I don't even consider Rolled bc food. It's like greasy fondant. blargh.

BakeLoveMom Posted 29 Dec 2009 , 9:44pm
post #4 of 9

I use a recipe on here called rolled buttercream fondant, it is pretty easy to make and work with. I love it for cookies, people go nuts for them.

Zamode Posted 29 Dec 2009 , 10:11pm
post #5 of 9

I like it for cookies. Keep it well chilled and add as much confectioner's sugar as possible.

sweetflowers Posted 29 Dec 2009 , 10:37pm
post #6 of 9

If you don't use a hi-ratio shortening (not necessarily one with trans fats) it will come out horrible and greasy. It's extremely easy to use, but you must use a vinyl to help cover your cake since it is very soft. It's repairable and you can flavor it with all sorts of yummy combos, I do a chocolate rbc with hazelnut lorann oil. Most of the cakes in my pics are RBC. Also great on cookies like the others said.

ElderBaker Posted 31 Dec 2009 , 1:40am
post #7 of 9

Thanks to everyone who replied about the rolled buttercream. I am going to do some experimenting this weekend! Happy New Year to all!

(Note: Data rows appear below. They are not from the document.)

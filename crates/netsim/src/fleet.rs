//! Concurrent registry of the simulated nodes

use crate::{
    daemon::{Daemon, DaemonError},
    logs::{LineAggregator, NodeLogger},
    shutdown::Shutdown,
};
use futures::future::join_all;
use netsim_core::{Role, VizEvent};
use parking_lot::RwLock;
use rand::{seq::SliceRandom, Rng};
use std::{
    path::PathBuf,
    sync::{
        atomic::{AtomicUsize, Ordering},
        Arc,
    },
};
use thiserror::Error;
use tracing::{info, warn};

/// Errors surfaced by fleet membership operations.
#[derive(Debug, Error)]
pub enum FleetError {
    #[error(transparent)]
    Daemon(#[from] DaemonError),
    #[error("failed to connect {failed}/{total} peers")]
    Connect { failed: usize, total: usize },
    #[error("adding {failed}/{requested} nodes failed")]
    Add { failed: usize, requested: usize },
}

/// A live fleet member: one daemon plus its cached identity and market role.
///
/// Identity, wallet and role are fixed at creation; the miner actor address
/// is created lazily and never changes once set.
pub struct Node {
    daemon: Arc<Daemon>,
    peer_id: String,
    wallet: String,
    role: Role,
    miner_addr: tokio::sync::Mutex<Option<String>>,
    logger: NodeLogger,
}

// === impl Node ===

impl Node {
    pub fn daemon(&self) -> &Arc<Daemon> {
        &self.daemon
    }

    pub fn peer_id(&self) -> &str {
        &self.peer_id
    }

    pub fn wallet(&self) -> &str {
        &self.wallet
    }

    pub fn role(&self) -> Role {
        self.role
    }

    pub fn logger(&self) -> &NodeLogger {
        &self.logger
    }

    /// The node's miner actor address, created on first use.
    pub async fn miner_addr(&self, scope: Shutdown) -> Result<String, DaemonError> {
        let mut slot = self.miner_addr.lock().await;
        if let Some(addr) = slot.as_ref() {
            return Ok(addr.clone());
        }
        let addr = self.daemon.create_miner(scope).await?;
        *slot = Some(addr.clone());
        Ok(addr)
    }
}

/// The fleet of simulated nodes.
///
/// Enumeration and sampling take a read snapshot; mutation holds the write
/// guard only for the actual list change, never across a spawn. Working
/// directory names come from a monotonic counter, so concurrent adds cannot
/// collide.
pub struct Fleet {
    nodes: RwLock<Vec<Arc<Node>>>,
    repo_count: AtomicUsize,
    repo_root: PathBuf,
    logs: LineAggregator,
}

// === impl Fleet ===

impl Fleet {
    pub fn new(repo_root: PathBuf, logs: LineAggregator) -> Self {
        Self { nodes: RwLock::new(Vec::new()), repo_count: AtomicUsize::new(0), repo_root, logs }
    }

    pub fn size(&self) -> usize {
        self.nodes.read().len()
    }

    /// Spawns, readies and registers one node.
    ///
    /// `Role::Any` resolves against the current population so clients keep
    /// outnumbering miners by at least 3:2. A node that fails anywhere
    /// between spawn and registration is torn down before the error returns.
    /// An add in flight when the simulator stops runs to completion or fails
    /// naturally; teardown happens in [`shutdown_all`](Self::shutdown_all).
    pub async fn add(&self, role: Role) -> Result<Arc<Node>, FleetError> {
        let role = self.resolve_role(role);
        let repo_dir = self.next_repo_dir();

        let daemon = Arc::new(Daemon::start(repo_dir).await?);
        if let Err(err) = daemon.wait_for_api().await {
            daemon.shutdown().await;
            return Err(err.into());
        }

        let node = match self.register(daemon.clone(), role).await {
            Ok(node) => node,
            Err(err) => {
                daemon.shutdown().await;
                return Err(err);
            }
        };

        // membership changes are part of the visualization stream
        let _ = node.logger().write_event(&VizEvent::churn(node.wallet(), role, true)).await;

        info!(target: "fleet", id = %node.peer_id(), %role, "node joined");
        Ok(node)
    }

    async fn register(&self, daemon: Arc<Daemon>, role: Role) -> Result<Arc<Node>, FleetError> {
        let peer_id = daemon.id().await?;
        let wallet = daemon.main_wallet_addr().await?;

        let tail = daemon.log_tail().await?;
        let (logger, translated) = NodeLogger::new(peer_id.clone(), tail);
        self.logs.mix_reader(translated);

        let node = Arc::new(Node {
            daemon,
            peer_id,
            wallet,
            role,
            miner_addr: Default::default(),
            logger,
        });
        self.nodes.write().push(node.clone());
        Ok(node)
    }

    /// Adds one node and wires it into the mesh, best effort on the wiring.
    pub async fn add_connected(&self, role: Role) -> Result<Arc<Node>, FleetError> {
        let node = self.add(role).await?;
        if let Err(err) = self.connect_to_all(&node).await {
            warn!(target: "fleet", id = %node.peer_id(), %err, "node only partially connected");
        }
        Ok(node)
    }

    /// Requests `count` additions in parallel; reports how many failed.
    pub async fn add_nodes(&self, count: usize) -> Result<(), FleetError> {
        let adds = (0..count).map(|_| self.add_connected(Role::Any));
        let failed = join_all(adds).await.iter().filter(|res| res.is_err()).count();
        if failed > 0 {
            return Err(FleetError::Add { failed, requested: count });
        }
        Ok(())
    }

    /// Connects `node` to every other fleet member.
    ///
    /// Failures are counted and reported in aggregate; connecting is
    /// idempotent at the protocol layer, so repeats and races are harmless.
    pub async fn connect_to_all(&self, node: &Node) -> Result<(), FleetError> {
        let others: Vec<_> = self
            .nodes
            .read()
            .iter()
            .filter(|other| other.peer_id() != node.peer_id())
            .cloned()
            .collect();

        let total = others.len();
        let mut failed = 0;
        for other in others {
            if let Err(err) = node.daemon().connect(other.daemon()).await {
                warn!(target: "fleet", peer = %other.peer_id(), %err, "connect failed");
                failed += 1;
            }
        }

        if failed > 0 {
            return Err(FleetError::Connect { failed, total });
        }
        Ok(())
    }

    pub fn by_index(&self, index: usize) -> Option<Arc<Node>> {
        self.nodes.read().get(index).cloned()
    }

    pub fn by_identity(&self, id: &str) -> Option<Arc<Node>> {
        self.nodes.read().iter().find(|node| node.peer_id() == id).cloned()
    }

    /// All nodes matching `role`, in insertion order.
    pub fn of_role(&self, role: Role) -> Vec<Arc<Node>> {
        self.nodes.read().iter().filter(|node| role.matches(node.role())).cloned().collect()
    }

    /// Numbers of (miners, clients) currently registered.
    pub fn role_counts(&self) -> (usize, usize) {
        let nodes = self.nodes.read();
        let miners = nodes.iter().filter(|node| node.role() == Role::Miner).count();
        (miners, nodes.len() - miners)
    }

    /// A uniformly random node matching `role`.
    pub fn random(&self, role: Role) -> Option<Arc<Node>> {
        self.nodes
            .read()
            .iter()
            .filter(|node| role.matches(node.role()))
            .cloned()
            .collect::<Vec<_>>()
            .choose(&mut rand::thread_rng())
            .cloned()
    }

    /// Up to `count` distinct nodes matching `role`, sampled without
    /// replacement; fewer when the population is smaller.
    pub fn random_sample(&self, role: Role, count: usize) -> Vec<Arc<Node>> {
        let mut pool = self.of_role(role);
        let take = count.min(pool.len());
        let (sample, _) = pool.partial_shuffle(&mut rand::thread_rng(), take);
        sample.to_vec()
    }

    /// Concurrently shuts every node down; returns how many needed the hard
    /// kill. Does not block on individual stragglers beyond their grace
    /// period.
    pub async fn shutdown_all(&self) -> usize {
        let nodes: Vec<_> = self.nodes.write().drain(..).collect();
        let total = nodes.len();

        let results = join_all(nodes.iter().map(|node| node.daemon().shutdown())).await;
        let forced = results.into_iter().filter(|clean| !clean).count();
        if forced > 0 {
            warn!(target: "fleet", forced, total, "nodes needed a hard kill");
        }
        forced
    }

    fn next_repo_dir(&self) -> PathBuf {
        let n = self.repo_count.fetch_add(1, Ordering::SeqCst);
        self.repo_root.join(format!("node{n}"))
    }

    /// Resolves `Any` with the client bias rule; concrete roles pass through.
    fn resolve_role(&self, role: Role) -> Role {
        if role != Role::Any {
            return role;
        }
        let (miners, clients) = self.role_counts();
        resolve_any(miners, clients, &mut rand::thread_rng())
    }
}

/// Clients must stay ahead of miners by 3:2; beyond that a fair coin decides.
fn resolve_any<R: Rng>(miners: usize, clients: usize, rng: &mut R) -> Role {
    if (clients as f64) < 1.5 * miners as f64 {
        Role::Client
    } else if rng.gen_bool(0.5) {
        Role::Miner
    } else {
        Role::Client
    }
}

#[cfg(test)]
mod tests {
    use super::*;
    use crate::daemon;
    use pretty_assertions::assert_eq;
    use std::collections::HashSet;

    fn test_fleet() -> Fleet {
        let (logs, _stream) = LineAggregator::new();
        Fleet::new(PathBuf::from("/tmp/netsim-test"), logs)
    }

    fn test_node(id: &str, role: Role) -> Arc<Node> {
        let (logger, _stream) = NodeLogger::new(id.to_string(), tokio::io::empty());
        Arc::new(Node {
            daemon: Arc::new(daemon::dangling()),
            peer_id: id.to_string(),
            wallet: format!("w-{id}"),
            role,
            miner_addr: Default::default(),
            logger,
        })
    }

    fn populate(fleet: &Fleet, miners: usize, clients: usize) {
        for i in 0..miners {
            let node = test_node(&format!("m{i}"), Role::Miner);
            fleet.nodes.write().push(node);
        }
        for i in 0..clients {
            let node = test_node(&format!("c{i}"), Role::Client);
            fleet.nodes.write().push(node);
        }
    }

    #[tokio::test]
    async fn queries_see_a_consistent_population() {
        let fleet = test_fleet();
        populate(&fleet, 3, 5);

        assert_eq!(fleet.size(), 8);
        assert_eq!(fleet.role_counts(), (3, 5));
        assert_eq!(fleet.by_index(0).unwrap().peer_id(), "m0");
        assert_eq!(fleet.by_identity("c4").unwrap().role(), Role::Client);
        assert!(fleet.by_identity("nope").is_none());
        assert_eq!(fleet.of_role(Role::Any).len(), 8);
    }

    #[tokio::test]
    async fn sampling_is_distinct_and_bounded_by_the_population() {
        let fleet = test_fleet();
        populate(&fleet, 3, 5);

        // more than available: all three distinct miners
        let miners = fleet.random_sample(Role::Miner, 4);
        assert_eq!(miners.len(), 3);
        let ids: HashSet<_> = miners.iter().map(|n| n.peer_id().to_string()).collect();
        assert_eq!(ids.len(), 3);
        assert!(miners.iter().all(|n| n.role() == Role::Miner));

        // exactly the population: all five distinct clients
        let clients = fleet.random_sample(Role::Client, 5);
        assert_eq!(clients.len(), 5);
        let ids: HashSet<_> = clients.iter().map(|n| n.peer_id().to_string()).collect();
        assert_eq!(ids.len(), 5);
    }

    #[tokio::test]
    async fn random_respects_the_role_filter() {
        let fleet = test_fleet();
        populate(&fleet, 1, 1);

        for _ in 0..16 {
            assert_eq!(fleet.random(Role::Miner).unwrap().role(), Role::Miner);
        }
        assert!(test_fleet().random(Role::Any).is_none());
    }

    #[test]
    fn repo_dirs_are_unique_under_concurrent_allocation() {
        let fleet = Arc::new(test_fleet());
        let dirs: HashSet<_> = std::thread::scope(|scope| {
            let handles: Vec<_> = (0..8)
                .map(|_| {
                    let fleet = fleet.clone();
                    scope.spawn(move || {
                        (0..50).map(|_| fleet.next_repo_dir()).collect::<Vec<_>>()
                    })
                })
                .collect();
            handles.into_iter().flat_map(|h| h.join().unwrap()).collect()
        });
        assert_eq!(dirs.len(), 8 * 50);
    }

    #[test]
    fn any_resolution_keeps_clients_ahead() {
        let mut rng = rand::thread_rng();
        // below the 3:2 line the outcome is deterministic
        assert_eq!(resolve_any(2, 2, &mut rng), Role::Client);
        assert_eq!(resolve_any(4, 5, &mut rng), Role::Client);
        // at or above the line both outcomes occur
        let rolls: HashSet<_> = (0..256).map(|_| resolve_any(2, 3, &mut rng)).collect();
        assert_eq!(rolls.len(), 2);
    }

    #[test]
    fn long_churn_keeps_the_client_share_in_band() {
        let mut rng = rand::thread_rng();
        let (mut miners, mut clients) = (0usize, 0usize);
        for _ in 0..1_000 {
            match resolve_any(miners, clients, &mut rng) {
                Role::Miner => miners += 1,
                _ => clients += 1,
            }
        }
        let share = clients as f64 / (miners + clients) as f64;
        assert!((0.4..=0.7).contains(&share), "client share {share} out of band");
    }
}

JanH Posted 31 Dec 2009 , 1:43am
post #8 of 9

..moving to Recipe Requests. icon_smile.gif

millermom Posted 31 Dec 2009 , 2:14am
post #9 of 9

The first time I made it, I used regular shortening, and it got greasy after a day, but the second time, I used hi ratio, and it never got greasy at all! I have put lemon extract in it as well, and that made a good flavor with sugar cookies.